In this material, which lines include the string "StoreHub"? Show them.
◇ ◇ ◇ ◇ ◇
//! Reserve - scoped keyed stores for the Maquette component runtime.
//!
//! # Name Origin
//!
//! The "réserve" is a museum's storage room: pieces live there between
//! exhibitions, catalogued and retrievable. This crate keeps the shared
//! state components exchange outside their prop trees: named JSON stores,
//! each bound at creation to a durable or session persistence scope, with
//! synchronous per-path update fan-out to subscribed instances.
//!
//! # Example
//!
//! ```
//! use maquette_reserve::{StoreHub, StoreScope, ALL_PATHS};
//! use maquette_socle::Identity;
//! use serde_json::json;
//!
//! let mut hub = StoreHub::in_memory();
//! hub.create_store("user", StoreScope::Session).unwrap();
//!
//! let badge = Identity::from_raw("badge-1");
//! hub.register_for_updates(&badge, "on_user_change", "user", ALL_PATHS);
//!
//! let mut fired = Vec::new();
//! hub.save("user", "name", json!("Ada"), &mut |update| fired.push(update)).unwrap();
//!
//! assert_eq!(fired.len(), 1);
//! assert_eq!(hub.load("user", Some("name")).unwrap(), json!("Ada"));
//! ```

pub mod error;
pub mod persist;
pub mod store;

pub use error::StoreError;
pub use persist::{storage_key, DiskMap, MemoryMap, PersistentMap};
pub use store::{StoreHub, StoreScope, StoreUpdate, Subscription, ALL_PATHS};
◇ ◇ ◇ ◇ ◇
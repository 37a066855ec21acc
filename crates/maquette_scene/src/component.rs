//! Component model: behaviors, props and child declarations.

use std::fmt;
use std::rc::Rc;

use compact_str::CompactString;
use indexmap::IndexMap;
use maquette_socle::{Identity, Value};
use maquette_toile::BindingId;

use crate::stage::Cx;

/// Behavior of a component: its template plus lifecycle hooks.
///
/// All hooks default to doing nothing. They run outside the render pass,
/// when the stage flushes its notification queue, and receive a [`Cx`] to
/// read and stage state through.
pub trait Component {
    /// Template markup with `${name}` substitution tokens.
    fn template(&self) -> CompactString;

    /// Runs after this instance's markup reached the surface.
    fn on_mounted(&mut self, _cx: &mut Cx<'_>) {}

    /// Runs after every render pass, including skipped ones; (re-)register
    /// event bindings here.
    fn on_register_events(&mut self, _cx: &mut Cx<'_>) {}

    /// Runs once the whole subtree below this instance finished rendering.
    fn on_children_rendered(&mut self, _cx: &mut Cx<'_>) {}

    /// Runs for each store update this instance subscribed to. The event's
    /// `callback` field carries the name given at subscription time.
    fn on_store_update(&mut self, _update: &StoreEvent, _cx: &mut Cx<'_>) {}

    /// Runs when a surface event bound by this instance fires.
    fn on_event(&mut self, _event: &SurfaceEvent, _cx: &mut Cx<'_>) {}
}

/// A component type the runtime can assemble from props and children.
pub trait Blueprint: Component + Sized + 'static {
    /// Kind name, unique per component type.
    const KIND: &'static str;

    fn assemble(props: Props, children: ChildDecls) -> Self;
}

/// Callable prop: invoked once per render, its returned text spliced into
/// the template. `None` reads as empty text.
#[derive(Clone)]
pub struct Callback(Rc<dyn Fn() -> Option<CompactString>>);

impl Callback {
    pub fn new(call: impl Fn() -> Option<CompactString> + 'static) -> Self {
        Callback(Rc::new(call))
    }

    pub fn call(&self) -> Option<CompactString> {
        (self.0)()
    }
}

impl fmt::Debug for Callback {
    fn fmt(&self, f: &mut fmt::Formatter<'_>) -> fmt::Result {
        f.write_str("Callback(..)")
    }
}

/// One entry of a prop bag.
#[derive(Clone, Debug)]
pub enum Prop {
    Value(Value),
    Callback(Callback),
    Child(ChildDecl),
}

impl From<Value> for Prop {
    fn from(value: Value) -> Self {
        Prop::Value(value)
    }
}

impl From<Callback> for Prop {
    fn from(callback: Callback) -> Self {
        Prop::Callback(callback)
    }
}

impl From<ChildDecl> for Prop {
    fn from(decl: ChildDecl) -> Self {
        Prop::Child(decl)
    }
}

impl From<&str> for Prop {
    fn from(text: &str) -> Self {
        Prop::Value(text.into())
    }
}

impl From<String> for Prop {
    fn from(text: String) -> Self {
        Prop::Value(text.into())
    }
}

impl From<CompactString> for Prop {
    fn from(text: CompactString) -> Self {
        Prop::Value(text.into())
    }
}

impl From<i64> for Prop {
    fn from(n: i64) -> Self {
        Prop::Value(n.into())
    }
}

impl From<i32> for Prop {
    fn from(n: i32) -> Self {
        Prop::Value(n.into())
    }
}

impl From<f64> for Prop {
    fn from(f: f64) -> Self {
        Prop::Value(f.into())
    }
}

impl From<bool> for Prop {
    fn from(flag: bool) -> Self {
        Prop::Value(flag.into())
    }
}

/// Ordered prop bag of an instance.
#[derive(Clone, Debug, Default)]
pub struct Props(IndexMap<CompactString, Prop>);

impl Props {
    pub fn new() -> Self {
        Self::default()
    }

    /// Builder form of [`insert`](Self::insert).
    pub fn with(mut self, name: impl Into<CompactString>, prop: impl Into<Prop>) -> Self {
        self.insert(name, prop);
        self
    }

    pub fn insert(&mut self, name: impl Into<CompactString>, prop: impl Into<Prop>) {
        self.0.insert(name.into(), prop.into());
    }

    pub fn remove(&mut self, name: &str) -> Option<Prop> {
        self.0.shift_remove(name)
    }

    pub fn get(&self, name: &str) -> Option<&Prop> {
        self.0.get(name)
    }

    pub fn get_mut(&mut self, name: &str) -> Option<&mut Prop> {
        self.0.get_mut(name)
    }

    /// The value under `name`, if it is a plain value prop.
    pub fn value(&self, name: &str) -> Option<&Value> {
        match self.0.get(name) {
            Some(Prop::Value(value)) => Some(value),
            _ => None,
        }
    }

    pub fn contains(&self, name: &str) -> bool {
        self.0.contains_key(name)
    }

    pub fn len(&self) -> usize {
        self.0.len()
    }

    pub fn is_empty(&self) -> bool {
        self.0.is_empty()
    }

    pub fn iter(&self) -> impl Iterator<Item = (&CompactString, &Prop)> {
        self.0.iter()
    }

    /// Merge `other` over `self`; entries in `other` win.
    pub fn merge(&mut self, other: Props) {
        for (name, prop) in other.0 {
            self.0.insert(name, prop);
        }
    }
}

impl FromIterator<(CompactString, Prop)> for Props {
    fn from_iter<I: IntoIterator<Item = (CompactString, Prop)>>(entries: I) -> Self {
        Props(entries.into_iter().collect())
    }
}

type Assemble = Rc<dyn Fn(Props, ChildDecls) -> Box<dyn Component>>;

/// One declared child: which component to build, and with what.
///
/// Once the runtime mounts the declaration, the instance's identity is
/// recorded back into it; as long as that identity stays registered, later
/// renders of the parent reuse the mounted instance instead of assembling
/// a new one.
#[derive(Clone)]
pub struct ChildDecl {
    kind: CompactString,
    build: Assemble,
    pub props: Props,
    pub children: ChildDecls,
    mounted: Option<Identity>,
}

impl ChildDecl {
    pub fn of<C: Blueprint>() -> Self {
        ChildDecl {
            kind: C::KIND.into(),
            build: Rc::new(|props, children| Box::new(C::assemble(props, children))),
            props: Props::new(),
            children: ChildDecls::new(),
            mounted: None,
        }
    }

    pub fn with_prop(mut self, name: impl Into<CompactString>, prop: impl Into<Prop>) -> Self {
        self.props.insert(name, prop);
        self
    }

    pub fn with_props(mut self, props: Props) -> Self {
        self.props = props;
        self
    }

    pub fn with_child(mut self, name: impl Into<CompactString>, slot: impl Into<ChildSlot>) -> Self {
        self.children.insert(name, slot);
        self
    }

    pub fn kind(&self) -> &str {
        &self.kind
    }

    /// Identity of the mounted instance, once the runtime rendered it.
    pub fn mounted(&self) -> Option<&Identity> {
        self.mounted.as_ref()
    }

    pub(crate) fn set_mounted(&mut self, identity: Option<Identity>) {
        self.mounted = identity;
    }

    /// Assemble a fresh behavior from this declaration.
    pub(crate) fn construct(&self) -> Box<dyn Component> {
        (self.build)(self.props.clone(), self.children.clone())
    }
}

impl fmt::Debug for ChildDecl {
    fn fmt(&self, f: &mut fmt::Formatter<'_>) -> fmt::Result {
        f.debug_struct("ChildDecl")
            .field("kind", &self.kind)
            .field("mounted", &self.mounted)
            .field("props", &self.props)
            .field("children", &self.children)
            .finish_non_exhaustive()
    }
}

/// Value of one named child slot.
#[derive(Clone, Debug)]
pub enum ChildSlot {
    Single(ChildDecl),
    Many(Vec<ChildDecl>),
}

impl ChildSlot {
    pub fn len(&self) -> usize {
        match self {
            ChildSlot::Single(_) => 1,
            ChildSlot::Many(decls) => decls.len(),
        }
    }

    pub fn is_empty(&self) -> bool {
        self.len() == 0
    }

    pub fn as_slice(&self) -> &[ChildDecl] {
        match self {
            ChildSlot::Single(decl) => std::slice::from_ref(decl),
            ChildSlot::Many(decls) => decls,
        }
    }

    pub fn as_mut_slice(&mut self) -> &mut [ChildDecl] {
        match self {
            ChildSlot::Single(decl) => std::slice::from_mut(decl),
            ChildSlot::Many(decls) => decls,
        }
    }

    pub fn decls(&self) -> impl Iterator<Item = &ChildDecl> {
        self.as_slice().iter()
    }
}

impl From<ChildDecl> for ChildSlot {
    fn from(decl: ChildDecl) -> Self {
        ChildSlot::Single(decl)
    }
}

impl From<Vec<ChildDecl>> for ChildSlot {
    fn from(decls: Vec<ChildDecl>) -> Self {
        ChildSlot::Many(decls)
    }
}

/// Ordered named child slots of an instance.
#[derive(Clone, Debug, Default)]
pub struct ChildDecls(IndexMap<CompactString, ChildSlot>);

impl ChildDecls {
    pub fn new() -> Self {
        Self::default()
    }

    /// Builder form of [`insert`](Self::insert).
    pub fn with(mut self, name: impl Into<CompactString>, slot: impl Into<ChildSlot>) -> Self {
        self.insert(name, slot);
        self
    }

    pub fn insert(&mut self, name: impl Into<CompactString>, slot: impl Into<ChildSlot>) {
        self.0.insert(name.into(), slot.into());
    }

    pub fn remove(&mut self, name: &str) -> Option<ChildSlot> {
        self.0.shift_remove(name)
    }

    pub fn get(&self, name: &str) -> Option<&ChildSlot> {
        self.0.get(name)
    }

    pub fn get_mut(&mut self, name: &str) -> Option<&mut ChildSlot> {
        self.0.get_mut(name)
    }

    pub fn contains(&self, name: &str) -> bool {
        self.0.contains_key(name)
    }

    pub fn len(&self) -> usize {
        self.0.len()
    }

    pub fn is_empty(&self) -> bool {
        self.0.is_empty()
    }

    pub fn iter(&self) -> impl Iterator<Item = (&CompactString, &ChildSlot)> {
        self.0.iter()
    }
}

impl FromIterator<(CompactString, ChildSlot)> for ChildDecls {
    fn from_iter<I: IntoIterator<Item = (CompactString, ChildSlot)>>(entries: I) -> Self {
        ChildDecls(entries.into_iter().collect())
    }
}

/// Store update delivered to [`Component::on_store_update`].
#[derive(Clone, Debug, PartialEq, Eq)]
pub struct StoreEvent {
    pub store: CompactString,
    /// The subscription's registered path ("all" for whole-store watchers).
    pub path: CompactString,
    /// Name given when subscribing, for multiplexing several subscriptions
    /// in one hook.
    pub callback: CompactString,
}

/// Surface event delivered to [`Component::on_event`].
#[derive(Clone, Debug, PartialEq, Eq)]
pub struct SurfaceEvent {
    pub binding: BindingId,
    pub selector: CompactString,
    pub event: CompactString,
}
◇ ◇ ◇ ◇ ◇
[ANSWER BOX]:
//! use maquette_reserve::{StoreHub, StoreScope, ALL_PATHS};
//! let mut hub = StoreHub::in_memory();
pub use store::{StoreHub, StoreScope, StoreUpdate, Subscription, ALL_PATHS};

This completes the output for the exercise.